Visual evoked potentials detect loss of vision from optic nerve damage (in particular, damage caused by multiple sclerosis). The patient sits close to a screen and is asked to focus on the center of a shifting checkerboard pattern. Only one eye is tested at a time; the other eye is either kept closed or covered with a patch. Each eye is usually tested twice. Testing takes 30-45 minutes.
Somatosensory evoked potentials measure response from stimuli to the peripheral nerves and can detect nerve or spinal cord damage or nerve degeneration from multiple sclerosis and other degenerating diseases. Tiny electrical shocks are delivered by electrode to a nerve in an arm or leg. Responses to the shocks, which may be delivered for more than a minute at a time, are recorded. This test usually lasts less than an hour.
Magnetic resonance imaging (MRI) uses computer-generated radio waves and a powerful magnetic field to produce detailed images of body structures including tissues, organs, bones, and nerves.

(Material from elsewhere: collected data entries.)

pub mod added;
pub mod deleted;

pub use added::NamespaceAddedUseCase;
pub use deleted::NamespaceDeletedUseCase;
use serde::{Deserialize, Serialize};

use super::cluster::ClusterConfig;
use super::errors::ConfigError;
use super::logging::LoggingConfig;
use super::sdn::{CspCredentials, SdnConfig};

/// Root configuration, loaded from an optional TOML file and overlaid with
/// CLI overrides, mirroring the shape of every other config in this
/// workspace: `Config::load(path, overrides)` then `Config::validate()`.
#[derive(Debug, Clone, Deserialize, Serialize, Default)]
pub struct Config {
    #[serde(default)]
    pub sdn: SdnConfig,
    #[serde(default)]
    pub csp: CspCredentials,
    #[serde(default)]
    pub cluster: ClusterConfig,
    #[serde(default)]
    pub logging: LoggingConfig,
}

/// Command-line overrides applied on top of the loaded file, in the style
/// of `clap`-derived flags. Each `Some` wins over the file's value.
#[derive(Debug, Clone, Default)]
pub struct CliOverrides {
    pub sdn_base_url: Option<String>,
    pub cluster_cidr: Option<String>,
    pub subnet_length: Option<u8>,
    pub license_file: Option<String>,
}

impl Config {
    /// Loads `path` (if given) as TOML, falling back to an all-defaults
    /// config when no path is given, then applies `overrides`.
    pub fn load(path: Option<&str>, overrides: CliOverrides) -> Result<Self, ConfigError> {
        let mut config = match path {
            Some(path) => {
                let contents =
                    std::fs::read_to_string(path).map_err(|source| ConfigError::Read {
                        path: path.to_string(),
                        source,
                    })?;
                toml::from_str(&contents).map_err(|source| ConfigError::Parse {
                    path: path.to_string(),
                    source,
                })?
            }
            None => Config::default(),
        };

        if let Some(url) = overrides.sdn_base_url {
            config.sdn.base_url = url;
        }
        if let Some(cidr) = overrides.cluster_cidr {
            config.cluster.cidr = cidr;
        }
        if let Some(len) = overrides.subnet_length {
            config.cluster.subnet_length = len;
        }
        if let Some(license) = overrides.license_file {
            config.cluster.license_file = Some(license);
        }

        Ok(config)
    }

    /// Checks the loaded configuration is internally consistent. Does not
    /// re-derive the clamped subnet length — that happens lazily via
    /// [`ClusterConfig::parsed_cidr_and_subnet_length`] — only that the raw
    /// fields parse at all.
    pub fn validate(&self) -> Result<(), ConfigError> {
        if self.sdn.base_url.is_empty() {
            return Err(ConfigError::Invalid("sdn.base_url must not be empty".into()));
        }
        if self.sdn.version.is_empty() {
            return Err(ConfigError::Invalid("sdn.version must not be empty".into()));
        }
        self.cluster
            .parsed_cidr_and_subnet_length()
            .map_err(|e| ConfigError::Invalid(format!("cluster.cidr: {e}")))?;
        Ok(())
    }
}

Neurological uses include the diagnosis of brain and spinal cord tumors, eye disease, inflammation, infection, and vascular irregularities that may lead to stroke. MRI can also detect and monitor degenerative disorders such as multiple sclerosis and can document brain injury from trauma.
The equipment houses a hollow tube that is surrounded by a very large cylindrical magnet. The patient, who must remain still during the test, lies on a special table that is slid into the tube. The patient will be asked to remove jewelry, eyeglasses, removable dental work, or other items that might interfere with the magnetic imaging. The patient should wear a sweat shirt and sweat pants or other clothing free of metal eyelets or buckles. MRI scanning equipment creates a magnetic field around the body strong enough to temporarily realign water molecules in the tissues. A computer processes this resonance into either a three-dimensional picture or a two-dimensional “slice” of the tissue being scanned, and differentiates between bone, soft tissues and fluid-filled spaces by their water content and structural properties. A contrast dye may be used to enhance visibility of certain areas or tissues. The patient may hear grating or knocking noises when the magnetic field is turned on and off. (Patients may wear special earphones to block out the sounds.) Unlike CT scanning, MRI does not use ionizing radiation to produce images. Depending on the part(s) of the body to be scanned, MRI can take up to an hour to complete. The test is painless and risk-free, although persons who are obese or claustrophobic may find it somewhat uncomfortable.